As Salton Sea faces ecological collapse, a plan to save it with ocean water is rejected.
Brent Jourdan, 19, and Jack Regan, 19, both from Victoria, are among those who have travelled to the Salton Sea to help save it, knowing that climate change may mean its waters will soon turn salty.
“We just want to get to work,” said Regan with a shrug as he walked into his first job on the sea. “I was just there to help.”
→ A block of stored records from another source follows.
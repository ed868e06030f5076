//! Logging setup for the bridge.
//!
//! Structured logging via `tracing`, with noisy library modules filtered
//! down to `warn` so business logs stay readable at `debug`.

use tracing_subscriber::prelude::*;
use tracing_subscriber::EnvFilter;

/// Library modules that produce high-volume logs with little business
/// context (connection pools, HTTP/2 frames, TLS handshakes).
pub const NOISY_MODULES: &[&str] = &["hyper", "hyper_util", "reqwest", "h2", "rustls", "tower_http"];

fn build_filter(log_level: &str) -> EnvFilter {
    // RUST_LOG wins when set
    if let Ok(filter) = EnvFilter::try_from_default_env() {
        return filter;
    }

    let mut directives = String::from(log_level);
    for module in NOISY_MODULES {
        directives.push_str(&format!(",{module}=warn"));
    }

    EnvFilter::new(&directives)
}

/// Initialize logging.
///
/// `log_format` is either "json" for structured output or anything else
/// for human-readable output.
pub fn init_logging(log_level: &str, log_format: &str) {
    let filter = build_filter(log_level);
    let subscriber = tracing_subscriber::registry().with(filter);

    if log_format == "json" {
        let fmt_layer = tracing_subscriber::fmt::layer()
            .json()
            .with_current_span(true)
            .with_target(true);
        let _ = subscriber.with(fmt_layer).try_init();
    } else {
        let fmt_layer = tracing_subscriber::fmt::layer()
            .with_ansi(true)
            .with_target(true);
        let _ = subscriber.with(fmt_layer).try_init();
    }

    tracing::info!(
        log_level = %log_level,
        log_format = %log_format,
        "Logging initialized"
    );
}

/// Generate a trace ID for tying an inbound event's logs together.
pub fn generate_trace_id() -> String {
    uuid::Uuid::new_v4().to_string()
}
This year the Salton Sea was one of the world’s most visited places, and with more people than ever before flocking to it, interest among scientists and policymakers is growing.
The Salton Sea is a salty coastal sea between the US state of California and Mexico, which can sometimes be up to five metres deep in parts.
It covers an area of 30,000 square kilometres.
It’s only part of the Salton sea, but it contains the majority of the world’s fresh water, and makes up around a tenth of that saltwater.
This is because rainwater and the runoff resulting from melting snow can cause the sea to expand, while evaporation creates fresh water.
It was first discovered in the early 1920s, and has been used by humans to exploit its resources.
What’s more, it’s been used as a dumping ground for toxic waste and nuclear waste.
But over the years, as the sea has been polluted with chemical pollution from industry and the environment, it has steadily deteriorated, becoming saltier and becoming more saline.
The sea was given this name because of the salty crust in large swaths of the sea, but it is also the name of the town it’s in (Salton means “salty place”).
In its current state, many small animals and some species of plants are unable to survive in its waters, and it hasn’t been visited regularly since the early 80s.
As it becomes more saline, its waters are becoming warmer and, combined with changes that will result in a reduction in rainfall, will make the sea less saline, causing it to become saltier.